Balancing Memory and Compute: Efficient Strategies for Managing KV Cache in Large Language Models

Techniques for Reducing the Memory Footprint of KV Caches Without Sacrificing Performance

May 27, 2024

Introduction

In the previous post, we introduced KV caching as a method to optimize the inference process of large language models (LLMs), reducing the compute requirements from quadratic to linear scaling with the sequence length. Specifically, KV caching involves storing the key and value tensors of past tokens in GPU memory during the generation process, thus avoiding re-computation at each step.

KV caching represents a trade-off between memory usage and compute resources. While it reduces computational load, it increases memory consumption due to the need to store cached tensors. In this post, we'll delve into the challenges posed by the growing size of the KV cache and explore common strategies to address them.

The size of the KV cache grows linearly with the batch size and the total sequence length. The per-token memory consumption depends on the precision used for storing the tensors.

Let's derive the formula for the total size of the KV cache:

Given:

Batch size: b
Total sequence length: t
Number of decoder blocks / attention layers: n_layers
Number of attention heads per attention layer: n_heads
Hidden dimension of the attention layer: d_head
Precision: p_a

The per-token memory consumption (in bytes) for the KV cache of a multi-head attention (MHA) model is:

Per-token memory consumption

\(2 * n\_layers * n\_heads * d\_head * p\_a\)

The total size of the KV cache (in bytes)

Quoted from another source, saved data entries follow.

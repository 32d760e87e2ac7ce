//! Zip archive assembly
//!
//! Collects named byte entries into a single deflate-compressed zip
//! buffer for multi-document responses (split parts, rasterized pages).
//! Entries land in append order; callers keep names unique.

use std::io::{Cursor, Write};

use zip::result::ZipResult;
use zip::write::SimpleFileOptions;
use zip::{CompressionMethod, ZipWriter};

pub struct ArchiveBuilder {
    writer: ZipWriter<Cursor<Vec<u8>>>,
}

impl ArchiveBuilder {
    pub fn new() -> Self {
        Self {
            writer: ZipWriter::new(Cursor::new(Vec::new())),
        }
    }

    pub fn append(&mut self, name: &str, bytes: &[u8]) -> ZipResult<()> {
        let options = SimpleFileOptions::default().compression_method(CompressionMethod::Deflated);
        self.writer.start_file(name, options)?;
        self.writer.write_all(bytes)?;
        Ok(())
    }

    /// Write the central directory and hand back the finished buffer. No
    /// entries can be appended afterwards since the builder is consumed.
    pub fn finish(self) -> ZipResult<Vec<u8>> {
        Ok(self.writer.finish()?.into_inner())
    }
}

impl Default for ArchiveBuilder {
    fn default() -> Self {
        Self::new()
    }
}
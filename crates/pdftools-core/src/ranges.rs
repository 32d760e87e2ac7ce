//! Page range specification parser
//!
//! A specification is a comma-separated list of tokens, each either a
//! single 1-based page number (`"4"`) or an inclusive interval (`"2-5"`).
//! An invalid token is skipped rather than failing the whole parse; the
//! report records each skip together with its reason so callers can log
//! or surface it.

use std::fmt;

/// Why a token was rejected.
#[derive(Debug, Clone, Copy, PartialEq, Eq)]
pub enum SkipReason {
    /// Token was blank after trimming.
    Empty,
    /// One of the endpoints did not parse as an integer.
    NotANumber,
    /// An endpoint fell outside `1..=page_count`.
    OutOfBounds,
    /// Interval start was greater than its end.
    InvertedRange,
}

impl fmt::Display for SkipReason {
    fn fmt(&self, f: &mut fmt::Formatter<'_>) -> fmt::Result {
        let text = match self {
            SkipReason::Empty => "empty token",
            SkipReason::NotANumber => "not a number",
            SkipReason::OutOfBounds => "page out of bounds",
            SkipReason::InvertedRange => "range start greater than end",
        };
        f.write_str(text)
    }
}

/// Result of parsing a single comma-separated token.
#[derive(Debug, Clone, PartialEq, Eq)]
pub enum TokenOutcome {
    /// Valid token with its resolved 1-based page numbers, ascending.
    Selected { token: String, pages: Vec<u32> },
    /// Invalid token, skipped.
    Skipped { token: String, reason: SkipReason },
}

/// Per-token outcomes for one range specification, in original order.
#[derive(Debug, Clone, Default)]
pub struct RangeReport {
    pub tokens: Vec<TokenOutcome>,
}

impl RangeReport {
    /// Valid selections, in the order the tokens were written.
    pub fn selections(&self) -> impl Iterator<Item = (&str, &[u32])> {
        self.tokens.iter().filter_map(|t| match t {
            TokenOutcome::Selected { token, pages } => Some((token.as_str(), pages.as_slice())),
            TokenOutcome::Skipped { .. } => None,
        })
    }

    /// Tokens that were rejected, with their reasons.
    pub fn skipped(&self) -> impl Iterator<Item = (&str, SkipReason)> {
        self.tokens.iter().filter_map(|t| match t {
            TokenOutcome::Skipped { token, reason } => Some((token.as_str(), *reason)),
            TokenOutcome::Selected { .. } => None,
        })
    }

    /// True when not a single token produced a selection.
    pub fn is_empty_selection(&self) -> bool {
        self.selections().next().is_none()
    }
}

/// Parse a range specification against a document of `page_count` pages.
pub fn parse_ranges(spec: &str, page_count: u32) -> RangeReport {
    let mut tokens = Vec::new();

    for raw in spec.split(',') {
        let token = raw.trim().to_string();
        let outcome = parse_token(&token, page_count);
        tokens.push(outcome);
    }

    RangeReport { tokens }
}

fn parse_token(token: &str, page_count: u32) -> TokenOutcome {
    let skipped = |reason| TokenOutcome::Skipped {
        token: token.to_string(),
        reason,
    };

    if token.is_empty() {
        return skipped(SkipReason::Empty);
    }

    if let Some((start, end)) = token.split_once('-') {
        let (Ok(start), Ok(end)) = (start.trim().parse::<u32>(), end.trim().parse::<u32>())
        else {
            return skipped(SkipReason::NotANumber);
        };

        if start < 1 || end > page_count {
            return skipped(SkipReason::OutOfBounds);
        }
        if start > end {
            return skipped(SkipReason::InvertedRange);
        }

        return TokenOutcome::Selected {
            token: token.to_string(),
            pages: (start..=end).collect(),
        };
    }

    match token.parse::<u32>() {
        Ok(page) if (1..=page_count).contains(&page) => TokenOutcome::Selected {
            token: token.to_string(),
            pages: vec![page],
        },
        Ok(_) => skipped(SkipReason::OutOfBounds),
        Err(_) => skipped(SkipReason::NotANumber),
    }
}

#[cfg(test)]
mod tests {
    use super::*;
    use pretty_assertions::assert_eq;
    use proptest::prelude::*;

    fn selected(report: &RangeReport) -> Vec<(String, Vec<u32>)> {
        report
            .selections()
            .map(|(t, p)| (t.to_string(), p.to_vec()))
            .collect()
    }

    #[test]
    fn single_page_token() {
        let report = parse_ranges("3", 5);
        assert_eq!(selected(&report), vec![("3".to_string(), vec![3])]);
    }

    #[test]
    fn interval_token() {
        let report = parse_ranges("2-4", 5);
        assert_eq!(selected(&report), vec![("2-4".to_string(), vec![2, 3, 4])]);
    }

    #[test]
    fn tokens_keep_original_order() {
        let report = parse_ranges("4, 1-2", 5);
        assert_eq!(
            selected(&report),
            vec![
                ("4".to_string(), vec![4]),
                ("1-2".to_string(), vec![1, 2]),
            ]
        );
    }

    #[test]
    fn out_of_bounds_page_is_skipped() {
        let report = parse_ranges("6", 5);
        assert!(report.is_empty_selection());
        let skipped: Vec<_> = report.skipped().collect();
        assert_eq!(skipped, vec![("6", SkipReason::OutOfBounds)]);
    }

    #[test]
    fn inverted_range_is_skipped() {
        let report = parse_ranges("3-2", 5);
        let skipped: Vec<_> = report.skipped().collect();
        assert_eq!(skipped, vec![("3-2", SkipReason::InvertedRange)]);
    }

    #[test]
    fn garbage_token_is_skipped() {
        let report = parse_ranges("abc", 5);
        let skipped: Vec<_> = report.skipped().collect();
        assert_eq!(skipped, vec![("abc", SkipReason::NotANumber)]);
    }

    #[test]
    fn page_zero_is_out_of_bounds() {
        let report = parse_ranges("0", 5);
        let skipped: Vec<_> = report.skipped().collect();
        assert_eq!(skipped, vec![("0", SkipReason::OutOfBounds)]);
    }

    #[test]
    fn mixed_valid_and_invalid_tokens() {
        let report = parse_ranges("1-2, 6, 4, 3-2", 5);
        assert_eq!(
            selected(&report),
            vec![
                ("1-2".to_string(), vec![1, 2]),
                ("4".to_string(), vec![4]),
            ]
        );
        assert_eq!(report.skipped().count(), 2);
    }

    #[test]
    fn all_invalid_yields_empty_selection() {
        let report = parse_ranges("9, x, 5-1", 5);
        assert!(report.is_empty_selection());
        assert_eq!(report.tokens.len(), 3);
    }

    #[test]
    fn whitespace_is_trimmed() {
        let report = parse_ranges("  1 - 3 ,  5 ", 5);
        assert_eq!(
            selected(&report),
            vec![
                ("1 - 3".to_string(), vec![1, 2, 3]),
                ("5".to_string(), vec![5]),
            ]
        );
    }

    proptest! {
        /// Arbitrary input never panics and never selects a page outside
        /// the document.
        #[test]
        fn arbitrary_input_is_safe(spec in ".{0,64}", page_count in 1u32..500) {
            let report = parse_ranges(&spec, page_count);
            for (_, pages) in report.selections() {
                for &page in pages {
                    prop_assert!(page >= 1 && page <= page_count);
                }
            }
        }

        /// Every token produces exactly one outcome.
        #[test]
        fn one_outcome_per_token(spec in "[0-9,\\- ]{0,64}") {
            let report = parse_ranges(&spec, 10);
            prop_assert_eq!(report.tokens.len(), spec.split(',').count());
        }
    }
}
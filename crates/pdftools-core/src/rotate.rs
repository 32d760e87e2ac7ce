//! Whole-document page rotation.

use crate::error::PdfToolsError;
use crate::tree::ordered_page_refs;
use lopdf::{Document, Object, ObjectId};

/// Add `delta` degrees to every page's rotation, modulo 360.
///
/// The current rotation is read through page-tree inheritance (a page
/// without its own `/Rotate` inherits from its ancestors, defaulting
/// to 0); the new value is always written on the page itself.
pub fn rotate_pages(bytes: &[u8], delta: u16) -> Result<Vec<u8>, PdfToolsError> {
    let mut doc = Document::load_mem(bytes).map_err(|e| PdfToolsError::Parse(e.to_string()))?;

    for page_id in ordered_page_refs(&doc) {
        let current = current_rotation(&doc, page_id);
        let rotation = (current + i64::from(delta)).rem_euclid(360);

        let dict = doc
            .get_object_mut(page_id)
            .and_then(Object::as_dict_mut)
            .map_err(|_| PdfToolsError::Operation("Page is not a dictionary".into()))?;
        dict.set("Rotate", Object::Integer(rotation));
    }

    let mut buffer = Vec::new();
    doc.save_to(&mut buffer)
        .map_err(|e| PdfToolsError::Operation(format!("Failed to save rotated PDF: {}", e)))?;

    Ok(buffer)
}

/// Effective `/Rotate` of a page, normalized to `[0, 360)`.
fn current_rotation(doc: &Document, page_id: ObjectId) -> i64 {
    let mut id = page_id;
    loop {
        let Ok(dict) = doc.get_object(id).and_then(Object::as_dict) else {
            return 0;
        };

        if let Ok(value) = dict.get(b"Rotate") {
            let degrees = match value {
                Object::Reference(r) => doc
                    .get_object(*r)
                    .and_then(Object::as_i64)
                    .unwrap_or(0),
                other => other.as_i64().unwrap_or(0),
            };
            return degrees.rem_euclid(360);
        }

        match dict.get(b"Parent").and_then(Object::as_reference) {
            Ok(parent) => id = parent,
            Err(_) => return 0,
        }
    }
}
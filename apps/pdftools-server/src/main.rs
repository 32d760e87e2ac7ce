//! PDF Tools gateway server
//!
//! A stateless document-processing gateway: each request uploads PDFs or
//! images via multipart form and receives a transformed document (or a
//! zip archive of documents) back in the same response.
//!
//! Operations:
//!
//! - Merge, split, rotate and image-to-PDF conversion run in memory via
//!   `pdftools-core` (lopdf)
//! - Compression and PDF-to-JPEG rasterization shell out to Ghostscript
//!   through a bounded, timed subprocess driver
//!
//! Nothing is persisted: uploads live for one request, scratch files are
//! released before the response is sent.

use std::net::SocketAddr;
use std::path::PathBuf;
use std::time::Duration;

use axum::{
    extract::DefaultBodyLimit,
    http::{HeaderValue, Method},
    routing::{get, post},
    Router,
};
use clap::Parser;
use tower_http::cors::{Any, CorsLayer};
use tower_http::trace::TraceLayer;
use tracing::{info, Level};
use tracing_subscriber::{layer::SubscriberExt, util::SubscriberInitExt, EnvFilter};

mod api;
mod archive;
mod error;
mod ghostscript;
mod scratch;

use ghostscript::Rasterizer;
use scratch::ScratchConfig;

fn default_engine_command() -> &'static str {
    if cfg!(windows) {
        "gswin64c"
    } else {
        "gs"
    }
}

/// Command-line arguments for the gateway server
#[derive(Parser, Debug)]
#[command(name = "pdftools-server")]
#[command(about = "Document processing gateway for PDF merge/split/compress/convert/rotate")]
struct Args {
    /// Port to listen on
    #[arg(short, long, default_value = "5000")]
    port: u16,

    /// Host address to bind to
    #[arg(long, default_value = "0.0.0.0")]
    host: String,

    /// Origin allowed to call the API
    #[arg(long, default_value = "http://localhost:5173")]
    allow_origin: String,

    /// Ghostscript executable name or path
    #[arg(long, default_value = default_engine_command())]
    engine: String,

    /// Timeout for one engine invocation, in seconds
    #[arg(long, default_value = "120")]
    engine_timeout_secs: u64,

    /// Maximum concurrent engine invocations
    #[arg(long, default_value = "4")]
    max_engine_jobs: usize,

    /// Scratch directory (defaults to the system temp directory)
    #[arg(long)]
    scratch_dir: Option<PathBuf>,

    /// Maximum upload size in megabytes
    #[arg(long, default_value = "50")]
    max_upload_mb: usize,

    /// Enable verbose logging
    #[arg(short, long)]
    verbose: bool,
}

/// Shared application state
#[derive(Clone)]
pub struct AppState {
    pub rasterizer: Rasterizer,
    pub scratch: ScratchConfig,
}

/// The operation routes, without middleware.
fn router(state: AppState) -> Router {
    Router::new()
        .route("/health", get(api::handle_health))
        .route("/merge", post(api::handle_merge))
        .route("/split", post(api::handle_split))
        .route("/compress", post(api::handle_compress))
        .route("/convert-to-document", post(api::handle_convert_to_document))
        .route(
            "/convert-from-document",
            post(api::handle_convert_from_document),
        )
        .route("/rotate", post(api::handle_rotate))
        .with_state(state)
}

#[tokio::main]
async fn main() -> anyhow::Result<()> {
    let args = Args::parse();

    let log_level = if args.verbose {
        Level::DEBUG
    } else {
        Level::INFO
    };

    tracing_subscriber::registry()
        .with(EnvFilter::from_default_env().add_directive(log_level.into()))
        .with(tracing_subscriber::fmt::layer())
        .init();

    let state = AppState {
        rasterizer: Rasterizer::new(
            args.engine.clone(),
            args.max_engine_jobs,
            Duration::from_secs(args.engine_timeout_secs),
        ),
        scratch: args
            .scratch_dir
            .clone()
            .map(ScratchConfig::new)
            .unwrap_or_else(ScratchConfig::system),
    };

    // Only the configured frontend origin may call the API.
    let origin = args.allow_origin.parse::<HeaderValue>()?;
    let cors = CorsLayer::new()
        .allow_origin(origin)
        .allow_methods([Method::GET, Method::POST])
        .allow_headers(Any);

    let app = router(state)
        .layer(DefaultBodyLimit::max(args.max_upload_mb * 1024 * 1024))
        .layer(TraceLayer::new_for_http())
        .layer(cors);

    let addr: SocketAddr = format!("{}:{}", args.host, args.port).parse()?;
    let listener = tokio::net::TcpListener::bind(addr).await?;

    info!("Server listening on http://{}", addr);
    info!("Allowed origin: {}", args.allow_origin);
    info!(
        "Engine: {} ({} concurrent jobs, {}s timeout)",
        args.engine, args.max_engine_jobs, args.engine_timeout_secs
    );

    axum::serve(listener, app).await?;

    Ok(())
}
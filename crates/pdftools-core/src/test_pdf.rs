//! Test-only PDF builder.

use lopdf::{content::Content, content::Operation, Dictionary, Document, Object, Stream};

/// Build a valid single-tree PDF with `num_pages` pages, each carrying an
/// identifiable text line like `"{prefix}-Page-3"`.
pub(crate) fn create_test_pdf(num_pages: u32, prefix: &str) -> Vec<u8> {
    let mut doc = Document::with_version("1.7");
    let pages_id = doc.new_object_id();

    let mut page_ids = Vec::new();

    for i in 0..num_pages {
        let content = Content {
            operations: vec![
                Operation::new("BT", vec![]),
                Operation::new(
                    "Tf",
                    vec![Object::Name(b"F1".to_vec()), Object::Integer(12)],
                ),
                Operation::new("Td", vec![Object::Integer(100), Object::Integer(700)]),
                Operation::new(
                    "Tj",
                    vec![Object::String(
                        format!("{}-Page-{}", prefix, i + 1).into_bytes(),
                        lopdf::StringFormat::Literal,
                    )],
                ),
                Operation::new("ET", vec![]),
            ],
        };
        let content_id = doc.add_object(Stream::new(Dictionary::new(), content.encode().unwrap()));

        let page = Dictionary::from_iter(vec![
            ("Type", Object::Name(b"Page".to_vec())),
            ("Parent", Object::Reference(pages_id)),
            (
                "MediaBox",
                Object::Array(vec![
                    Object::Integer(0),
                    Object::Integer(0),
                    Object::Integer(612),
                    Object::Integer(792),
                ]),
            ),
            ("Contents", Object::Reference(content_id)),
        ]);
        page_ids.push(doc.add_object(page));
    }

    let pages = Dictionary::from_iter(vec![
        ("Type", Object::Name(b"Pages".to_vec())),
        ("Count", Object::Integer(num_pages as i64)),
        (
            "Kids",
            Object::Array(page_ids.iter().map(|id| Object::Reference(*id)).collect()),
        ),
    ]);
    doc.objects.insert(pages_id, Object::Dictionary(pages));

    let catalog = Dictionary::from_iter(vec![
        ("Type", Object::Name(b"Catalog".to_vec())),
        ("Pages", Object::Reference(pages_id)),
    ]);
    let catalog_id = doc.add_object(catalog);
    doc.trailer.set("Root", Object::Reference(catalog_id));

    let mut buffer = Vec::new();
    doc.save_to(&mut buffer).unwrap();
    buffer
}

/// The `"{prefix}-Page-{n}"` marker of every page, in page order, read
/// straight from each page's content stream.
pub(crate) fn page_markers(bytes: &[u8]) -> Vec<String> {
    let doc = Document::load_mem(bytes).unwrap();
    let mut markers = Vec::new();
    for (_, page_id) in doc.get_pages() {
        let content = doc.get_page_content(page_id).unwrap();
        let text = String::from_utf8_lossy(&content);
        let start = text.find('(').unwrap() + 1;
        let end = text[start..].find(')').unwrap() + start;
        markers.push(text[start..end].to_string());
    }
    markers
}
//! PDF merge
//!
//! Concatenates documents in upload order, preserving page order within
//! each source.

use crate::error::PdfToolsError;
use crate::tree::{ordered_page_refs, set_page_kids};
use lopdf::{Document, Object, ObjectId};
use std::collections::BTreeMap;

/// Merge documents into one.
///
/// The first document becomes the destination; every following document
/// has its objects imported under offset ids (to avoid collisions) and its
/// pages appended to the destination page tree.
pub fn merge_documents(documents: Vec<Vec<u8>>) -> Result<Vec<u8>, PdfToolsError> {
    if documents.is_empty() {
        return Err(PdfToolsError::Operation("No documents to merge".into()));
    }

    let mut loaded = Vec::with_capacity(documents.len());
    for (i, bytes) in documents.iter().enumerate() {
        let doc = Document::load_mem(bytes).map_err(|e| {
            PdfToolsError::Parse(format!("Failed to load document {}: {}", i + 1, e))
        })?;
        loaded.push(doc);
    }

    if loaded.len() == 1 {
        return Ok(documents.into_iter().next().unwrap());
    }

    let mut dest = loaded.remove(0);
    let mut page_refs = ordered_page_refs(&dest);

    for source in loaded {
        append_document(&mut dest, source, &mut page_refs);
    }

    set_page_kids(&mut dest, page_refs)?;
    dest.compress();

    let mut buffer = Vec::new();
    dest.save_to(&mut buffer)
        .map_err(|e| PdfToolsError::Operation(format!("Failed to save merged PDF: {}", e)))?;

    Ok(buffer)
}

/// Copy every object of `source` into `dest` under offset ids and push the
/// source pages, in source order, onto `page_refs`.
fn append_document(dest: &mut Document, source: Document, page_refs: &mut Vec<ObjectId>) {
    let source_pages = ordered_page_refs(&source);
    let offset = dest.max_id;

    let mut remapped = BTreeMap::new();
    for (old_id, object) in source.objects {
        remapped.insert((old_id.0 + offset, old_id.1), offset_refs(object, offset));
    }
    dest.objects.extend(remapped);

    for (num, gen) in source_pages {
        page_refs.push((num + offset, gen));
    }

    dest.max_id = (source.max_id + offset).max(dest.max_id);
}

/// Recursively shift every indirect reference in an object by `offset`.
fn offset_refs(obj: Object, offset: u32) -> Object {
    match obj {
        Object::Reference(id) => Object::Reference((id.0 + offset, id.1)),
        Object::Array(items) => {
            Object::Array(items.into_iter().map(|o| offset_refs(o, offset)).collect())
        }
        Object::Dictionary(mut dict) => {
            for (_, value) in dict.iter_mut() {
                *value = offset_refs(value.clone(), offset);
            }
            Object::Dictionary(dict)
        }
        Object::Stream(mut stream) => {
            for (_, value) in stream.dict.iter_mut() {
                *value = offset_refs(value.clone(), offset);
            }
            Object::Stream(stream)
        }
        other => other,
    }
}
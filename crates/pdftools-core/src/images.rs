//! Image-to-PDF assembly
//!
//! Builds a document with one page per uploaded image. Each image is
//! scaled to fit the page while keeping its aspect ratio, and centered.
//! JPEG data is embedded verbatim under DCTDecode; PNG data is decoded
//! and re-embedded as a flate-compressed RGB stream.

use crate::error::PdfToolsError;
use flate2::write::ZlibEncoder;
use flate2::Compression;
use image::GenericImageView;
use lopdf::{Dictionary, Document, Object, Stream};
use std::io::Write;

// Letter, in points.
const PAGE_WIDTH: f64 = 612.0;
const PAGE_HEIGHT: f64 = 792.0;

/// Pixel format of an accepted upload.
#[derive(Debug, Clone, Copy, PartialEq, Eq)]
pub enum ImageFormat {
    Jpeg,
    Png,
}

/// One image destined for one page.
#[derive(Debug, Clone)]
pub struct PageImage {
    pub format: ImageFormat,
    pub bytes: Vec<u8>,
}

/// Build a PDF with one page per image, in input order.
pub fn images_to_pdf(images: &[PageImage]) -> Result<Vec<u8>, PdfToolsError> {
    if images.is_empty() {
        return Err(PdfToolsError::Operation("No images to convert".into()));
    }

    let mut doc = Document::with_version("1.5");
    let pages_id = doc.new_object_id();

    let mut page_ids = Vec::with_capacity(images.len());
    for image in images {
        let page_id = add_image_page(&mut doc, pages_id, image)?;
        page_ids.push(Object::Reference(page_id));
    }

    let pages = Dictionary::from_iter(vec![
        ("Type", Object::Name(b"Pages".to_vec())),
        ("Count", Object::Integer(page_ids.len() as i64)),
        ("Kids", Object::Array(page_ids)),
    ]);
    doc.objects.insert(pages_id, Object::Dictionary(pages));

    let catalog = Dictionary::from_iter(vec![
        ("Type", Object::Name(b"Catalog".to_vec())),
        ("Pages", Object::Reference(pages_id)),
    ]);
    let catalog_id = doc.add_object(catalog);
    doc.trailer.set("Root", Object::Reference(catalog_id));

    let mut buffer = Vec::new();
    doc.save_to(&mut buffer)
        .map_err(|e| PdfToolsError::Operation(format!("Failed to save PDF: {}", e)))?;

    Ok(buffer)
}

/// Embed one image as an XObject and wrap it in a page that scales it to
/// fit and centers it.
fn add_image_page(
    doc: &mut Document,
    pages_id: lopdf::ObjectId,
    image: &PageImage,
) -> Result<lopdf::ObjectId, PdfToolsError> {
    let (xobject, width, height) = match image.format {
        ImageFormat::Jpeg => jpeg_xobject(&image.bytes)?,
        ImageFormat::Png => png_xobject(&image.bytes)?,
    };
    let xobject_id = doc.add_object(xobject);

    let scale = (PAGE_WIDTH / f64::from(width)).min(PAGE_HEIGHT / f64::from(height));
    let draw_width = f64::from(width) * scale;
    let draw_height = f64::from(height) * scale;
    let x = (PAGE_WIDTH - draw_width) / 2.0;
    let y = (PAGE_HEIGHT - draw_height) / 2.0;

    let content = format!(
        "q\n{:.2} 0 0 {:.2} {:.2} {:.2} cm\n/Im0 Do\nQ",
        draw_width, draw_height, x, y
    );
    let content_id = doc.add_object(Stream::new(Dictionary::new(), content.into_bytes()));

    let mut xobjects = Dictionary::new();
    xobjects.set("Im0", Object::Reference(xobject_id));
    let mut resources = Dictionary::new();
    resources.set("XObject", Object::Dictionary(xobjects));

    let page = Dictionary::from_iter(vec![
        ("Type", Object::Name(b"Page".to_vec())),
        ("Parent", Object::Reference(pages_id)),
        (
            "MediaBox",
            Object::Array(vec![
                Object::Integer(0),
                Object::Integer(0),
                Object::Real(PAGE_WIDTH as f32),
                Object::Real(PAGE_HEIGHT as f32),
            ]),
        ),
        ("Resources", Object::Dictionary(resources)),
        ("Contents", Object::Reference(content_id)),
    ]);

    Ok(doc.add_object(page))
}

/// JPEG passes through untouched; viewers decode it via DCTDecode.
fn jpeg_xobject(bytes: &[u8]) -> Result<(Object, u32, u32), PdfToolsError> {
    let img = image::load_from_memory_with_format(bytes, image::ImageFormat::Jpeg)
        .map_err(|e| PdfToolsError::UnsupportedImage(e.to_string()))?;
    let (width, height) = img.dimensions();

    let color_space: &[u8] = if img.color().has_color() {
        b"DeviceRGB"
    } else {
        b"DeviceGray"
    };

    let dict = image_dict(width, height, color_space, b"DCTDecode");
    Ok((
        Object::Stream(Stream::new(dict, bytes.to_vec())),
        width,
        height,
    ))
}

/// PNG is decoded to raw RGB and recompressed with flate.
fn png_xobject(bytes: &[u8]) -> Result<(Object, u32, u32), PdfToolsError> {
    let img = image::load_from_memory_with_format(bytes, image::ImageFormat::Png)
        .map_err(|e| PdfToolsError::UnsupportedImage(e.to_string()))?;
    let (width, height) = img.dimensions();
    let rgb = img.to_rgb8();

    let mut encoder = ZlibEncoder::new(Vec::new(), Compression::default());
    encoder
        .write_all(rgb.as_raw())
        .map_err(|e| PdfToolsError::Operation(format!("Failed to compress image data: {}", e)))?;
    let data = encoder
        .finish()
        .map_err(|e| PdfToolsError::Operation(format!("Failed to compress image data: {}", e)))?;

    let dict = image_dict(width, height, b"DeviceRGB", b"FlateDecode");
    Ok((Object::Stream(Stream::new(dict, data)), width, height))
}

fn image_dict(width: u32, height: u32, color_space: &[u8], filter: &[u8]) -> Dictionary {
    let mut dict = Dictionary::new();
    dict.set("Type", Object::Name(b"XObject".to_vec()));
    dict.set("Subtype", Object::Name(b"Image".to_vec()));
    dict.set("Width", Object::Integer(i64::from(width)));
    dict.set("Height", Object::Integer(i64::from(height)));
    dict.set("ColorSpace", Object::Name(color_space.to_vec()));
    dict.set("BitsPerComponent", Object::Integer(8));
    dict.set("Filter", Object::Name(filter.to_vec()));
    dict
}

\(2 * b * t * n\_layers * n\_heads * d_head * p_a\)

This formula accounts for the fact that for each token in each sequence in the batch, we need to store two tensors (key and value) for each attention head and each attention layer.

The challenge with KV caching lies in its unbounded growth with the total sequence length, which poses difficulties in managing GPU memory, especially since the total sequence length may not be known in advance.

The graph above illustrates the memory consumption of the KV cache for a fixed batch size 'b' and total sequence length 't'.

Exploring ways to reduce memory footprint of the KV cache

Let's explore ways to reduce the memory footprint of the KV cache by examining each component of the formula:

\(2 * b * t * n\_layers * n\_heads * d\_head * p_a\)

How about reducing batch size?

While decreasing the batch size can indeed alleviate the memory footprint of the KV cache and subsequently reduce latency, it's generally not preferable. This is because reducing the batch size lowers hardware utilization, diminishing cost efficiency. In upcoming posts, we'll delve into why increasing the batch size is often more desirable.

How about minimizing reliance on the total sequence length?

To mitigate the dependency on the total sequence length, one approach is to refrain from storing keys and values for all tokens in the sequence. This strategy might involve recomputing missing keys and values on each iteration, prioritizing computational resources over GPU memory consumption, especially when memory bandwidth is a limiting factor.

Another perspective involves not storing keys and values for tokens that the model pays little or no attention to. This could be intentional in models trained to attend only to specific parts of the sequence, such as Mistral-7B, which utilizes sliding window attention (SWA) or local attention. With SWA, attention layers focus solely on neighboring tokens (only 4096), limiting the number of tensor pairs stored per sequence to the window size (4096).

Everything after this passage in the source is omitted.